LIQUIDITY AND CAPITAL RESOURCES

For the short term, management believes that revenues, advances and sales of
our common stock will provide funds for operations and further development of
our business plan.  For the long term, management expects that the 

                                9




development of our sales and distribution channels will increase our revenues;
however, we will need to continue to raise additional funds through loans and
sales of our common stock, as needed.  

While our revenues are increasing, we are unable to satisfy our operating
expenses.  Net cash used by operating activities was $192,354 for the three
month period ended March 31, 2005 (the "2005 first quarter") compared to
$185,863 for the three month period ended March 31, 2004 (the "2004 first
quarter").  Net cash used for investing activities was $985 for the 2005 first
quarter and was related to the purchase of equipment. 

FINANCING

We have financed our operations primarily through revenues and private
financing. Net cash provided by financing activities for the 2005 year was
$20,000, primarily from proceeds from sales of common stock.  Net cash
provided by financing activities for the 2004 first quarter was $172,886,
consisting of debt financing of $137,886 and proceeds received from sales of
common stock of $35,000.  

We estimate that we will require additional financing of approximately $1
million to meet our needs for the next twelve months.  Our goal is to use this
financing to increase ongoing operations to self-sustaining levels and
increase profits to the magnitude management feels is achievable.              
                      
We intend to use any available cash to develop our products and expand our
sales, marketing and promotional activities.  We will likely finance our 2005
operations through additional equity financing.  Management believes that it
will be essential to continue to raise additional capital, both internally and
externally, to compete in our markets.  We cannot assure you that we will be
able to obtain financing on favorable terms and we may be required to further
reduce expenses and scale back our operations.  In addition to accessing the
public and private equity markets, we will pursue bank credit lines and
equipment leases for certain capital expenditures, if necessary.

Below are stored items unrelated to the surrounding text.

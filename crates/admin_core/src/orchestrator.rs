use std::sync::Arc;

use chain::{abi::Function, ChainError, TxHandle, WalletProvider};
use chrono::Utc;
use primitive_types::U256;
use serde_json::json;
use shared::{
    domain::{Address, Command, HookPath, PoolId, TxId, TxKind, TxRecord},
    error::CoreError,
};
use tokio::sync::{broadcast, Mutex, RwLock};
use tracing::{info, warn};
use uuid::Uuid;

use crate::master_control;

/// A write against MasterControl.
#[derive(Debug, Clone, PartialEq, Eq)]
pub enum Operation {
    SetCommands {
        pool: PoolId,
        hook_path: HookPath,
        commands: Vec<Command>,
    },
    ApplyBlocks {
        pool: PoolId,
        block_ids: Vec<u64>,
    },
}

impl Operation {
    pub fn kind(&self) -> TxKind {
        match self {
            Operation::SetCommands { .. } => TxKind::SetCommands,
            Operation::ApplyBlocks { .. } => TxKind::ApplyBlocks,
        }
    }

    pub fn function(&self) -> Function {
        match self {
            Operation::SetCommands { .. } => master_control::set_commands(),
            Operation::ApplyBlocks { .. } => master_control::apply_blocks_to_pool(),
        }
    }

    pub fn calldata(&self) -> Result<Vec<u8>, CoreError> {
        let args = match self {
            Operation::SetCommands {
                pool,
                hook_path,
                commands,
            } => master_control::set_commands_args(*pool, *hook_path, commands),
            Operation::ApplyBlocks { pool, block_ids } => {
                master_control::apply_blocks_args(*pool, block_ids)
            }
        };
        self.function()
            .encode_input(&args)
            .map_err(|err| CoreError::Chain(err.to_string()))
    }

    pub fn meta(&self) -> serde_json::Value {
        match self {
            Operation::SetCommands {
                pool,
                hook_path,
                commands,
            } => json!({
                "poolId": pool,
                "hookPath": hook_path,
                "cmdCount": commands.len(),
            }),
            Operation::ApplyBlocks { pool, block_ids } => json!({
                "poolId": pool,
                "blockIds": block_ids,
            }),
        }
    }
}

#[derive(Debug, Clone)]
pub enum TxEvent {
    Updated(TxRecord),
    Removed(TxId),
    Cleared,
}

/// Activity list, most recent first.
#[derive(Debug, Default)]
pub struct TxLedger {
    records: Vec<TxRecord>,
}

impl TxLedger {
    pub fn add(&mut self, record: TxRecord) {
        self.records.insert(0, record);
    }

    pub fn get(&self, id: &TxId) -> Option<&TxRecord> {
        self.records.iter().find(|record| &record.id == id)
    }

    /// Applies `change` and returns the updated record when it reported a change.
    pub fn update(
        &mut self,
        id: &TxId,
        change: impl FnOnce(&mut TxRecord) -> bool,
    ) -> Option<TxRecord> {
        let record = self.records.iter_mut().find(|record| &record.id == id)?;
        change(record).then(|| record.clone())
    }

    pub fn remove(&mut self, id: &TxId) -> Option<TxRecord> {
        let index = self.records.iter().position(|record| &record.id == id)?;
        Some(self.records.remove(index))
    }

    pub fn clear(&mut self) {
        self.records.clear();
    }

    pub fn records(&self) -> &[TxRecord] {
        &self.records
    }

    pub fn len(&self) -> usize {
        self.records.len()
    }

    pub fn is_empty(&self) -> bool {
        self.records.is_empty()
    }
}

pub fn new_tx_id() -> TxId {
    let suffix = Uuid::new_v4().simple().to_string();
    TxId(format!("tx-{}-{}", Utc::now().timestamp_millis(), &suffix[..7]))
}

fn submission_error(err: ChainError) -> CoreError {
    match err {
        ChainError::Rejected(message) => CoreError::SubmissionRejected(message),
        ChainError::Reverted(message) => CoreError::SubmissionReverted(message),
        ChainError::NoSigner => CoreError::EstimationUnavailable,
        other => CoreError::Chain(other.to_string()),
    }
}

struct Prepared {
    id: TxId,
    kind: TxKind,
    target: Address,
    data: Vec<u8>,
}

/// Gas estimation and submission with local lifecycle tracking.
#[derive(Clone)]
pub struct TransactionOrchestrator {
    wallet: Arc<dyn WalletProvider>,
    target: Arc<RwLock<Option<Address>>>,
    ledger: Arc<Mutex<TxLedger>>,
    signer_gate: Arc<Mutex<()>>,
    events: broadcast::Sender<TxEvent>,
}

impl TransactionOrchestrator {
    pub fn new(wallet: Arc<dyn WalletProvider>, target: Option<Address>) -> Self {
        let (events, _) = broadcast::channel(256);
        Self {
            wallet,
            target: Arc::new(RwLock::new(target)),
            ledger: Arc::new(Mutex::new(TxLedger::default())),
            signer_gate: Arc::new(Mutex::new(())),
            events,
        }
    }

    pub fn wallet(&self) -> Arc<dyn WalletProvider> {
        Arc::clone(&self.wallet)
    }

    pub fn subscribe(&self) -> broadcast::Receiver<TxEvent> {
        self.events.subscribe()
    }

    pub async fn set_target(&self, target: Option<Address>) {
        *self.target.write().await = target;
    }

    async fn require_target(&self) -> Result<Address, CoreError> {
        self.target
            .read()
            .await
            .ok_or(CoreError::MissingContext("master control address"))
    }

    pub async fn estimate(&self, operation: &Operation) -> Result<U256, CoreError> {
        let target = self.require_target().await?;
        if self.wallet.current_account().await.is_none() {
            return Err(CoreError::EstimationUnavailable);
        }
        let data = operation.calldata()?;
        let signer = self
            .wallet
            .request_signer()
            .await
            .map_err(submission_error)?;
        signer
            .estimate_gas(target, data)
            .await
            .map_err(submission_error)
    }

    /// Runs a submission to completion and returns the terminal record.
    pub async fn submit(&self, operation: &Operation) -> Result<TxRecord, CoreError> {
        let prepared = self.prepare(operation).await?;
        Ok(self.drive(prepared).await)
    }

    /// Registers the pending record and finishes the submission in the background.
    pub async fn submit_detached(&self, operation: &Operation) -> Result<TxId, CoreError> {
        let prepared = self.prepare(operation).await?;
        let id = prepared.id.clone();
        let this = self.clone();
        tokio::spawn(async move {
            this.drive(prepared).await;
        });
        Ok(id)
    }

    async fn prepare(&self, operation: &Operation) -> Result<Prepared, CoreError> {
        let target = self.require_target().await?;
        let data = operation.calldata()?;
        if self.wallet.current_account().await.is_none() {
            return Err(CoreError::EstimationUnavailable);
        }

        let id = new_tx_id();
        let record = TxRecord::pending(id.clone(), operation.kind(), Some(operation.meta()));
        self.ledger.lock().await.add(record.clone());
        info!(tx = %id, kind = operation.kind().as_str(), "tx: pending");
        let _ = self.events.send(TxEvent::Updated(record));
        Ok(Prepared {
            id,
            kind: operation.kind(),
            target,
            data,
        })
    }

    async fn drive(&self, prepared: Prepared) -> TxRecord {
        let Prepared {
            id,
            kind,
            target,
            data,
        } = prepared;
        match self.send(target, data).await {
            Ok(handle) => {
                let hash = handle.hash();
                self.transition(&id, |record| record.attach_hash(hash)).await;
                info!(tx = %id, %hash, "tx: sent");
                match handle.wait().await {
                    Ok(()) => {
                        self.transition(&id, TxRecord::succeed).await;
                        info!(tx = %id, %hash, "tx: confirmed");
                    }
                    Err(err) => self.fail(&id, submission_error(err)).await,
                }
            }
            Err(err) => self.fail(&id, err).await,
        }
        self.record(&id).await.unwrap_or_else(|| {
            let mut gone = TxRecord::pending(id.clone(), kind, None);
            gone.fail("record removed while in flight");
            gone
        })
    }

    /// Signer prompts go through one gate at a time; confirmation waits do not.
    async fn send(&self, target: Address, data: Vec<u8>) -> Result<Box<dyn TxHandle>, CoreError> {
        let _gate = self.signer_gate.lock().await;
        let signer = self
            .wallet
            .request_signer()
            .await
            .map_err(submission_error)?;
        signer
            .send_transaction(target, data)
            .await
            .map_err(submission_error)
    }

    async fn fail(&self, id: &TxId, err: CoreError) {
        let message = err.to_string();
        warn!(tx = %id, code = ?err.code(), error = %message, "tx: failed");
        self.transition(id, |record| record.fail(message)).await;
    }

    async fn transition(&self, id: &TxId, change: impl FnOnce(&mut TxRecord) -> bool) {
        let updated = self.ledger.lock().await.update(id, change);
        if let Some(record) = updated {
            let _ = self.events.send(TxEvent::Updated(record));
        }
    }

    pub async fn record(&self, id: &TxId) -> Option<TxRecord> {
        self.ledger.lock().await.get(id).cloned()
    }

    pub async fn history(&self) -> Vec<TxRecord> {
        self.ledger.lock().await.records().to_vec()
    }

    pub async fn remove(&self, id: &TxId) -> Option<TxRecord> {
        let removed = self.ledger.lock().await.remove(id);
        if removed.is_some() {
            let _ = self.events.send(TxEvent::Removed(id.clone()));
        }
        removed
    }

    pub async fn clear(&self) {
        self.ledger.lock().await.clear();
        let _ = self.events.send(TxEvent::Cleared);
    }
}

#[cfg(test)]
#[path = "tests/orchestrator_tests.rs"]
mod tests;
use std::collections::BTreeSet;

use chain::{
    abi::{command_from_token, Token},
    ChainReader,
};
use futures::future::join_all;
use serde::Serialize;
use shared::{
    domain::{Address, Command, CommandKey, FeeMap, HookPath, LockMap, PoolId},
    error::CoreError,
    protocol::parse_draft_text,
};
use tracing::{debug, warn};

use crate::master_control;

pub const NO_TARGETS: &str = "no targets detected";

pub fn parse_draft(raw: &str) -> Result<Vec<Command>, CoreError> {
    parse_draft_text(raw)
}

/// Unique targets in first-seen order.
pub fn compute_targets(draft: &[Command]) -> Vec<Address> {
    let mut seen = BTreeSet::new();
    draft
        .iter()
        .map(|command| command.target)
        .filter(|target| seen.insert(*target))
        .collect()
}

#[derive(Debug, Clone, Copy, PartialEq, Eq, Serialize)]
#[serde(rename_all = "camelCase")]
pub struct FeeSummary {
    pub existing_total: Option<u64>,
    pub draft_total: Option<u64>,
    pub delta: Option<i128>,
}

/// `None` when no target in the map has a known fee.
fn fee_total(fees: &FeeMap) -> Option<u64> {
    let mut known = fees.values().flatten().peekable();
    known.peek()?;
    Some(known.fold(0u64, |sum, fee| sum.saturating_add(*fee)))
}

pub fn compute_fee_summary(existing: &FeeMap, draft: &FeeMap) -> FeeSummary {
    let existing_total = fee_total(existing);
    let draft_total = fee_total(draft);
    let delta = match (existing_total, draft_total) {
        (None, None) => None,
        (existing, draft) => {
            Some(i128::from(draft.unwrap_or(0)) - i128::from(existing.unwrap_or(0)))
        }
    };
    FeeSummary {
        existing_total,
        draft_total,
        delta,
    }
}

/// Locked on-chain commands whose key is missing from the draft, in key order.
pub fn detect_locked_removals(draft: &[Command], locks: &LockMap) -> Vec<Command> {
    let present: BTreeSet<CommandKey> = draft.iter().map(Command::key).collect();
    locks
        .iter()
        .filter(|(key, locked)| **locked && !present.contains(key))
        .map(|(key, _)| Command::new(key.target, key.selector))
        .collect()
}

pub fn is_valid(draft: &[Command], locks: &LockMap) -> bool {
    !draft.is_empty() && detect_locked_removals(draft, locks).is_empty()
}

#[derive(Debug, Clone, Serialize)]
#[serde(rename_all = "camelCase")]
pub struct DryRunReport {
    pub commands: Vec<Command>,
    pub targets: Vec<Address>,
    pub draft_fees: FeeMap,
    pub existing_fees: FeeMap,
    pub summary: FeeSummary,
    pub locked_removals: Vec<Command>,
    pub valid: bool,
    pub issues: Vec<String>,
}

impl DryRunReport {
    pub fn build(
        commands: Vec<Command>,
        draft_fees: FeeMap,
        existing_fees: FeeMap,
        locks: &LockMap,
    ) -> Self {
        let targets = compute_targets(&commands);
        let summary = compute_fee_summary(&existing_fees, &draft_fees);
        let locked_removals = detect_locked_removals(&commands, locks);
        let mut issues = Vec::new();
        if targets.is_empty() {
            issues.push(NO_TARGETS.to_string());
        }
        if !locked_removals.is_empty() {
            issues.push(format!(
                "{} locked command(s) cannot be removed for this pool",
                locked_removals.len()
            ));
        }
        let valid = is_valid(&commands, locks);
        Self {
            commands,
            targets,
            draft_fees,
            existing_fees,
            summary,
            locked_removals,
            valid,
            issues,
        }
    }
}

/// On-chain state of one `(pool, hook path)`. Every field degrades independently.
#[derive(Debug, Clone, Default, Serialize)]
#[serde(rename_all = "camelCase")]
pub struct PoolSnapshot {
    pub commands: Option<Vec<Command>>,
    pub targets: Option<Vec<Address>>,
    pub locks: LockMap,
    pub fees: FeeMap,
}

/// Read-only chain queries backing the dry run. Never writes.
#[derive(Clone)]
pub struct DryRunValidator {
    reader: ChainReader,
    master_control: Option<Address>,
}

impl DryRunValidator {
    pub fn new(reader: ChainReader, master_control: Option<Address>) -> Self {
        Self {
            reader,
            master_control,
        }
    }

    pub fn master_control(&self) -> Option<Address> {
        self.master_control
    }

    pub fn set_master_control(&mut self, address: Option<Address>) {
        self.master_control = address;
    }

    pub async fn fetch_fee(&self, target: Address) -> Result<u64, CoreError> {
        let value = self
            .reader
            .call_one(target, &master_control::command_fee_bips(), &[])
            .await
            .map_err(|err| CoreError::ReadFailure {
                target,
                reason: err.to_string(),
            })?;
        match value {
            Token::Uint(fee) if fee.bits() <= 64 => Ok(fee.low_u64()),
            _ => Err(CoreError::ReadFailure {
                target,
                reason: "fee does not fit in 64 bits".to_string(),
            }),
        }
    }

    /// Fees for every target, fetched concurrently. A failed read becomes `None`.
    pub async fn fetch_fees(&self, targets: &[Address]) -> FeeMap {
        let reads = targets.iter().map(|target| async move {
            let fee = match self.fetch_fee(*target).await {
                Ok(fee) => Some(fee),
                Err(err) => {
                    debug!(%target, error = %err, "dry_run: fee unreadable");
                    None
                }
            };
            (*target, fee)
        });
        join_all(reads).await.into_iter().collect()
    }

    fn require_master_control(&self) -> Result<Address, CoreError> {
        self.master_control
            .ok_or(CoreError::MissingContext("master control address"))
    }

    pub async fn fetch_pool_commands(
        &self,
        pool: PoolId,
        hook_path: HookPath,
    ) -> Result<Vec<Command>, CoreError> {
        let master = self.require_master_control()?;
        let token = self
            .reader
            .call_one(
                master,
                &master_control::get_commands(),
                &master_control::pool_hook_args(pool, hook_path),
            )
            .await
            .map_err(|err| CoreError::ReadFailure {
                target: master,
                reason: err.to_string(),
            })?;
        decode_commands(master, token)
    }

    pub async fn fetch_pool_targets(&self, pool: PoolId) -> Result<Vec<Address>, CoreError> {
        let master = self.require_master_control()?;
        let token = self
            .reader
            .call_one(
                master,
                &master_control::pool_command_targets(),
                &[Token::Uint(pool.0)],
            )
            .await
            .map_err(|err| CoreError::ReadFailure {
                target: master,
                reason: err.to_string(),
            })?;
        Ok(token
            .into_array()
            .unwrap_or_default()
            .into_iter()
            .filter_map(Token::into_address)
            .collect())
    }

    pub async fn fetch_lock(
        &self,
        pool: PoolId,
        hook_path: HookPath,
        key: CommandKey,
    ) -> Result<bool, CoreError> {
        let master = self.require_master_control()?;
        let mut args = master_control::pool_hook_args(pool, hook_path);
        args.push(Token::Address(key.target));
        args.push(Token::FixedBytes(key.selector.0.to_vec()));
        let token = self
            .reader
            .call_one(master, &master_control::command_locked_for_pool(), &args)
            .await
            .map_err(|err| CoreError::ReadFailure {
                target: master,
                reason: err.to_string(),
            })?;
        Ok(token.into_bool().unwrap_or(false))
    }

    /// Lock flags for each distinct command key; unreadable flags are left out.
    pub async fn fetch_locks(
        &self,
        pool: PoolId,
        hook_path: HookPath,
        commands: &[Command],
    ) -> LockMap {
        let keys: BTreeSet<CommandKey> = commands.iter().map(Command::key).collect();
        let reads = keys.into_iter().map(|key| async move {
            (key, self.fetch_lock(pool, hook_path, key).await)
        });
        let mut locks = LockMap::new();
        for (key, result) in join_all(reads).await {
            match result {
                Ok(locked) => {
                    locks.insert(key, locked);
                }
                Err(err) => debug!(%key, error = %err, "dry_run: lock flag unreadable"),
            }
        }
        locks
    }

    /// Best-effort lookup of a catalog block's commands.
    pub async fn fetch_block_commands(&self, block_id: u64) -> Option<Vec<Command>> {
        let master = self.master_control?;
        for name in master_control::BLOCK_COMMAND_GETTERS {
            let function = master_control::block_commands(name);
            match self
                .reader
                .call_one(master, &function, &[Token::uint(block_id)])
                .await
            {
                Ok(token) => match decode_commands(master, token) {
                    Ok(commands) => return Some(commands),
                    Err(err) => debug!(block_id, getter = name, error = %err, "dry_run: block shape"),
                },
                Err(err) => debug!(block_id, getter = name, error = %err, "dry_run: block getter absent"),
            }
        }
        None
    }

    pub async fn snapshot(&self, pool: PoolId, hook_path: HookPath) -> PoolSnapshot {
        let commands = match self.fetch_pool_commands(pool, hook_path).await {
            Ok(commands) => Some(commands),
            Err(err) => {
                warn!(%pool, hook_path = %hook_path, error = %err, "dry_run: existing commands unavailable");
                None
            }
        };
        let targets = match self.fetch_pool_targets(pool).await {
            Ok(targets) => Some(targets),
            Err(err) => {
                debug!(%pool, error = %err, "dry_run: pool targets unavailable");
                None
            }
        };
        let existing = commands.as_deref().unwrap_or_default();
        let locks = self.fetch_locks(pool, hook_path, existing).await;
        let fee_targets = match &targets {
            Some(targets) if !targets.is_empty() => targets.clone(),
            _ => compute_targets(existing),
        };
        let fees = self.fetch_fees(&fee_targets).await;
        PoolSnapshot {
            commands,
            targets,
            locks,
            fees,
        }
    }

    /// Parses draft text and evaluates it against an existing snapshot.
    pub async fn dry_run(&self, raw: &str, existing: &PoolSnapshot) -> Result<DryRunReport, CoreError> {
        let commands = parse_draft(raw)?;
        Ok(self.evaluate(commands, existing).await)
    }

    pub async fn evaluate(&self, commands: Vec<Command>, existing: &PoolSnapshot) -> DryRunReport {
        let draft_fees = self.fetch_fees(&compute_targets(&commands)).await;
        DryRunReport::build(commands, draft_fees, existing.fees.clone(), &existing.locks)
    }
}

fn decode_commands(source: Address, token: Token) -> Result<Vec<Command>, CoreError> {
    let items = token.into_array().ok_or_else(|| CoreError::ReadFailure {
        target: source,
        reason: "expected a command array".to_string(),
    })?;
    items
        .into_iter()
        .map(command_from_token)
        .collect::<Result<Vec<_>, _>>()
        .map_err(|err| CoreError::ReadFailure {
            target: source,
            reason: err.to_string(),
        })
}

#[cfg(test)]
#[path = "tests/dry_run_tests.rs"]
mod tests;
//! Loading SQL text from files
//!
//! Relative paths are resolved against a base directory and normalized
//! lexically (the file does not need to exist). A path without an extension
//! gets `.sql` appended.

use std::path::{Component, Path, PathBuf};
use tracing::debug;

use crate::CoreError;

/// Prefix marking a statement as a reference to a SQL file instead of SQL text
pub const FILE_REFERENCE_PREFIX: &str = "file://";

/// Loads SQL text for the engine's `from_file`
pub trait SqlFileLoader: Send + Sync {
    /// Absolute path the given (possibly relative) path refers to
    fn resolve_path(&self, path: &str) -> PathBuf;

    /// Load the SQL text of the given file
    fn from_file(&self, path: &str) -> Result<String, CoreError>;
}

/// Loader reading SQL files from disk relative to a base directory
#[derive(Debug, Clone)]
pub struct FsSqlFileLoader {
    base_dir: PathBuf,
}

impl FsSqlFileLoader {
    /// Create a loader resolving relative paths against `base_dir`
    pub fn new(base_dir: impl Into<PathBuf>) -> Self {
        Self {
            base_dir: base_dir.into(),
        }
    }

    /// Base directory for relative paths
    pub fn base_dir(&self) -> &Path {
        &self.base_dir
    }
}

impl Default for FsSqlFileLoader {
    fn default() -> Self {
        Self::new(std::env::current_dir().unwrap_or_else(|_| PathBuf::from(".")))
    }
}

impl SqlFileLoader for FsSqlFileLoader {
    fn resolve_path(&self, path: &str) -> PathBuf {
        resolve_sql_path(&self.base_dir, path)
    }

    fn from_file(&self, path: &str) -> Result<String, CoreError> {
        let resolved = self.resolve_path(path);
        debug!("Loading SQL from {}", resolved.display());
        std::fs::read_to_string(&resolved)
            .map_err(|e| CoreError::FileLoad(format!("{}: {}", resolved.display(), e)))
    }
}

/// Resolve `path` against `base` to an absolute, normalized SQL file path
pub fn resolve_sql_path(base: &Path, path: &str) -> PathBuf {
    let mut joined = if Path::new(path).is_absolute() {
        PathBuf::from(path)
    } else {
        let base = if base.is_absolute() {
            base.to_path_buf()
        } else {
            std::env::current_dir()
                .unwrap_or_else(|_| PathBuf::from("/"))
                .join(base)
        };
        base.join(path)
    };

    if joined.extension().is_none() {
        joined.set_extension("sql");
    }

    normalize_path(&joined)
}

/// Remove `.` and `..` components without touching the filesystem
pub fn normalize_path(path: &Path) -> PathBuf {
    let mut normalized = PathBuf::new();

    for component in path.components() {
        match component {
            Component::CurDir => {}
            Component::ParentDir => {
                // `..` at the root stays at the root
                normalized.pop();
            }
            other => normalized.push(other.as_os_str()),
        }
    }

    normalized
}

/// Sentinel statement text referring to the given SQL file
pub fn file_reference(path: &Path) -> String {
    format!("{}{}", FILE_REFERENCE_PREFIX, path.display())
}

/// Path carried by a file reference, if `statement` is one
pub fn strip_file_reference(statement: &str) -> Option<&str> {
    statement.strip_prefix(FILE_REFERENCE_PREFIX)
}

#[cfg(test)]
mod tests {
    use super::*;
    use std::io::Write;

    #[test]
    fn test_resolve_sql_path_appends_extension_and_normalizes() {
        let base = Path::new("/srv/app/spec/../");
        assert_eq!(
            resolve_sql_path(base, "./spec/userById"),
            PathBuf::from("/srv/app/spec/userById.sql")
        );
        assert_eq!(
            resolve_sql_path(Path::new("/srv/app"), "queries/books.sql"),
            PathBuf::from("/srv/app/queries/books.sql")
        );
        assert_eq!(
            resolve_sql_path(Path::new("/srv/app"), "/etc/sql/report"),
            PathBuf::from("/etc/sql/report.sql")
        );
    }

    #[test]
    fn test_normalize_path_stops_at_root() {
        assert_eq!(normalize_path(Path::new("/a/../../b")), PathBuf::from("/b"));
        assert_eq!(normalize_path(Path::new("/a/./b/./c")), PathBuf::from("/a/b/c"));
    }

    #[test]
    fn test_file_reference_round_trip() {
        let reference = file_reference(Path::new("/srv/app/userById.sql"));
        assert_eq!(reference, "file:///srv/app/userById.sql");
        assert_eq!(
            strip_file_reference(&reference),
            Some("/srv/app/userById.sql")
        );
        assert_eq!(strip_file_reference("SELECT 1"), None);
    }

    #[test]
    fn test_fs_loader_reads_file() {
        let dir = tempfile::tempdir().unwrap();
        let mut file = std::fs::File::create(dir.path().join("userById.sql")).unwrap();
        writeln!(file, "SELECT * FROM users WHERE id = @id").unwrap();

        let loader = FsSqlFileLoader::new(dir.path());
        let sql = loader.from_file("./userById").unwrap();
        assert_eq!(sql.trim(), "SELECT * FROM users WHERE id = @id");

        assert!(matches!(
            loader.from_file("missing"),
            Err(CoreError::FileLoad(_))
        ));
    }
}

COMMITMENTS AND CONTINGENT LIABILITIES

Our total current liabilities of $492,258 include accounts payable of
$176,725, accrued expenses of $100,533, accrued interest of $66,000 and notes
payable of $149,000.   Our base rent for operating leases related to our
principal office and manufacturing facility is approximately $2,300 per month,
with an annual rent escalator of 3%.   At December 31, 2004 future minimum
payments for operating leases related to our office and manufacturing facility
were $19,964 through 2006.  

OFF-BALANCE SHEET ARRANGEMENTS

None.

RESULTS OF OPERATIONS

The following discussions are based on the consolidated financial statements
of View Systems and its subsidiaries.  These charts and discussions summarize
our financial statements for the three month periods ended March 31, 2004 and
2005 and should be read in conjunction with the financial statements, and
notes thereto, included with this report at Part I, Item 1, above.

   Summary Comparison of 2004 and 2005 First Quarter Operations
   ------------------------------------------------------------

                               First Quarter     First Quarter
                                    2004             2005         
                               --------------    -------------
    
Revenues, net                  $      34,353     $   285,643


 10


Cost of sales                         32,326         104,328

Gross profit                           2,027         181,315

Total operating expenses             213,368         207,880
    
Total other income (expense)          (3,014)              -

Net income (loss)                   (214,355)        (26,565)

Net earnings (loss) per share  $       (0.00)    $     (0.00)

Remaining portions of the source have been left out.